SIGNIFICANCE AND USE
5.1 The determination of class group composition of aviation turbine fuels is useful for evaluating quality and expected performance, as well as compliance with various industry specifications and governmental regulations.
SCOPE
1.1 This test method is a standard procedure for the determination of total aromatic, monoaromatic and diaromatic content in aviation turbine fuels using gas chromatography and vacuum ultraviolet detection (GC-VUV).  
1.2 Concentrations of compound classes and certain individual compounds are determined by percent mass or percent volume.  
1.2.1 This test method is developed for testing aviation turbine engine fuels having concentration test results ranging from 0.487 % to 27.876 % by volume total aromatic compounds, 0.49 % to 27.537 % by volume monoaromatics and 0.027 % to 2.523 % by volume diaromatics.
Note 1: Samples with a final boiling point greater than 300 °C that contain triaromatics and higher polyaromatic compounds are not determined by this test method.  
1.3 Individual hydrocarbon components are not reported by this test method, however, any individual component determinations are included in the appropriate summation of the total aromatic, monoaromatic or diaromatic groups.  
1.3.1 Individual compound peaks are typically not baseline-separated by the procedure described in this test method, that is, some components will coelute.
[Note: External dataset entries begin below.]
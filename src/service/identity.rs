//! Identity resolution
//!
//! Resolves a caller-supplied (or absent) user identifier into the
//! display identity stamped onto authored content. Resolution always
//! succeeds; a missing user record falls back to "Anonymous".

use std::sync::Arc;

use crate::data::{Database, EntityId};
use crate::error::AppError;

/// Display identity resolved for an interaction
#[derive(Debug, Clone)]
pub struct ResolvedIdentity {
    /// Effective user ID (supplied or freshly minted)
    pub user_id: String,
    pub display_name: String,
    pub avatar: String,
}

/// Identity resolver
pub struct IdentityResolver {
    db: Arc<Database>,
}

impl IdentityResolver {
    pub fn new(db: Arc<Database>) -> Self {
        Self { db }
    }

    /// Resolve the effective caller identifier
    ///
    /// When no identifier is supplied a fresh one is minted, permitting
    /// anonymous interaction. Whether anonymous writes should survive to
    /// production is a product decision; the behavior is preserved as-is
    /// and minted identities are logged at debug.
    pub fn effective_user_id(&self, supplied: Option<&str>) -> String {
        match supplied.map(str::trim).filter(|s| !s.is_empty()) {
            Some(id) => id.to_string(),
            None => {
                let minted = EntityId::new().0;
                tracing::debug!(user_id = %minted, "Minted anonymous caller identity");
                minted
            }
        }
    }

    /// Resolve a full display identity
    ///
    /// The display name prefers the caller-supplied name, then the user
    /// record's profile name, then "Anonymous". The avatar comes from the
    /// user record or falls back to empty.
    pub async fn resolve(
        &self,
        supplied_user_id: Option<&str>,
        supplied_name: Option<&str>,
    ) -> Result<ResolvedIdentity, AppError> {
        let user_id = self.effective_user_id(supplied_user_id);
        let user = self.db.get_user(&user_id).await?;

        let supplied_name = supplied_name.map(str::trim).filter(|s| !s.is_empty());
        let display_name = supplied_name
            .map(ToOwned::to_owned)
            .or_else(|| user.as_ref().map(|u| u.full_name.clone()))
            .unwrap_or_else(|| "Anonymous".to_string());
        let avatar = user.map(|u| u.avatar).unwrap_or_default();

        Ok(ResolvedIdentity {
            user_id,
            display_name,
            avatar,
        })
    }
}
The coelutions are resolved at the detector using VUV absorbance spectra and deconvolution algorithms.  
1.4 This test method has been tested for aviation turbine engine fuels including synthetic alternative jet fuels. This test method may apply to other hydrocarbon streams boiling between hexane (68 °C) and heneicosane (356 °C), but has not been extensively tested for such applications.  
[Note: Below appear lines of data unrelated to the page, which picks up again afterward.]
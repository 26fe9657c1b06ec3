//! Comment, reply, and like endpoints
//!
//! These endpoints permit anonymous interaction: the caller identity is
//! taken from the Authorization header when present, falling back to a
//! `userId` field in the request body, falling back to a minted identity.

use axum::{
    extract::{Path, State},
    http::StatusCode,
    response::Json,
};
use serde::Deserialize;

use super::dto::{ApiEnvelope, CommentView, LikeToggleView, ReplyView};
use crate::AppState;
use crate::auth::MaybeUser;
use crate::data::LikeTarget;
use crate::error::AppError;
use crate::service::{CommentService, LikeService};

#[derive(Debug, Deserialize)]
pub struct AddCommentRequest {
    #[serde(default)]
    pub text: String,
    #[serde(rename = "userId")]
    pub user_id: Option<String>,
    #[serde(rename = "userName")]
    pub user_name: Option<String>,
}

#[derive(Debug, Deserialize)]
pub struct ReplyRequest {
    #[serde(default)]
    pub message: String,
    #[serde(rename = "userId")]
    pub user_id: Option<String>,
    #[serde(rename = "userName")]
    pub user_name: Option<String>,
}

#[derive(Debug, Default, Deserialize)]
pub struct LikeRequest {
    #[serde(rename = "userId")]
    pub user_id: Option<String>,
}

fn caller_id<'a>(header_user: &'a Option<String>, body_user: &'a Option<String>) -> Option<&'a str> {
    header_user.as_deref().or(body_user.as_deref())
}

/// POST /videos/:videoId/comments
pub async fn add_comment(
    State(state): State<AppState>,
    MaybeUser(header_user): MaybeUser,
    Path(video_id): Path<String>,
    Json(request): Json<AddCommentRequest>,
) -> Result<(StatusCode, Json<ApiEnvelope<CommentView>>), AppError> {
    let service = CommentService::new(state.db.clone());

    let comment = service
        .add_comment(
            &video_id,
            &request.text,
            caller_id(&header_user, &request.user_id),
            request.user_name.as_deref(),
        )
        .await?;

    let view = CommentView::from_comment(&comment, 0);
    Ok((
        StatusCode::CREATED,
        Json(ApiEnvelope::new(201, view, "Comment added successfully")),
    ))
}

/// GET /videos/:videoId/comments
pub async fn get_comments(
    State(state): State<AppState>,
    Path(video_id): Path<String>,
) -> Result<Json<ApiEnvelope<Vec<CommentView>>>, AppError> {
    let service = CommentService::new(state.db.clone());

    let comments = service.get_comments(&video_id).await?;
    let views = comments
        .iter()
        .map(|(comment, reply_count)| CommentView::from_comment(comment, *reply_count))
        .collect();

    Ok(Json(ApiEnvelope::new(
        200,
        views,
        "Comments fetched successfully",
    )))
}

/// POST /comments/:commentId/like
pub async fn like_comment(
    State(state): State<AppState>,
    MaybeUser(header_user): MaybeUser,
    Path(comment_id): Path<String>,
    request: Option<Json<LikeRequest>>,
) -> Result<Json<ApiEnvelope<LikeToggleView>>, AppError> {
    let service = LikeService::new(state.db.clone());
    let body_user = request.map(|Json(r)| r.user_id).unwrap_or_default();

    let toggle = service
        .toggle(
            LikeTarget::Comment,
            &comment_id,
            caller_id(&header_user, &body_user),
        )
        .await?;

    let message = if toggle.liked {
        "Comment liked"
    } else {
        "Like removed"
    };
    Ok(Json(ApiEnvelope::new(
        200,
        LikeToggleView {
            liked: toggle.liked,
            likes: toggle.likes,
        },
        message,
    )))
}

/// POST /comments/:commentId/replies
pub async fn reply_to_comment(
    State(state): State<AppState>,
    MaybeUser(header_user): MaybeUser,
    Path(comment_id): Path<String>,
    Json(request): Json<ReplyRequest>,
) -> Result<(StatusCode, Json<ApiEnvelope<ReplyView>>), AppError> {
    let service = CommentService::new(state.db.clone());

    let reply = service
        .reply_to_comment(
            &comment_id,
            &request.message,
            caller_id(&header_user, &request.user_id),
            request.user_name.as_deref(),
        )
        .await?;

    Ok((
        StatusCode::CREATED,
        Json(ApiEnvelope::new(
            201,
            ReplyView::from_reply(&reply),
            "Reply added successfully",
        )),
    ))
}

/// GET /comments/:commentId/replies
pub async fn get_replies(
    State(state): State<AppState>,
    Path(comment_id): Path<String>,
) -> Result<Json<ApiEnvelope<Vec<ReplyView>>>, AppError> {
    let service = CommentService::new(state.db.clone());

    let replies = service.get_replies(&comment_id).await?;
    let views = replies.iter().map(ReplyView::from_reply).collect();

    Ok(Json(ApiEnvelope::new(200, views, "Replies fetched")))
}

/// POST /replies/:replyId/like
pub async fn like_reply(
    State(state): State<AppState>,
    MaybeUser(header_user): MaybeUser,
    Path(reply_id): Path<String>,
    request: Option<Json<LikeRequest>>,
) -> Result<Json<ApiEnvelope<LikeToggleView>>, AppError> {
    let service = LikeService::new(state.db.clone());
    let body_user = request.map(|Json(r)| r.user_id).unwrap_or_default();

    let toggle = service
        .toggle(
            LikeTarget::Reply,
            &reply_id,
            caller_id(&header_user, &body_user),
        )
        .await?;

    let message = if toggle.liked {
        "Reply liked"
    } else {
        "Like removed"
    };
    Ok(Json(ApiEnvelope::new(
        200,
        LikeToggleView {
            liked: toggle.liked,
            likes: toggle.likes,
        },
        message,
    )))
}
1.5 Units—The values stated in SI units are to be regarded as standard. No other units of measurement are included in this standard.  
1.6 This standard does not purport to address all of the safety concerns, if any, associated with its use. It is the responsibility of the user of this standard to establish appropriate safety, health, and environmental practices and determine the applicability of regulatory limitations prior to use.  
1.7 This international standard was developed in accordance with internationally recognized principles on standardization established in the Decision on Principles for the Development of International Standards, Guides and Recommendations issued by the World Trade Organization Technical Barriers to Trade (TBT) Committee.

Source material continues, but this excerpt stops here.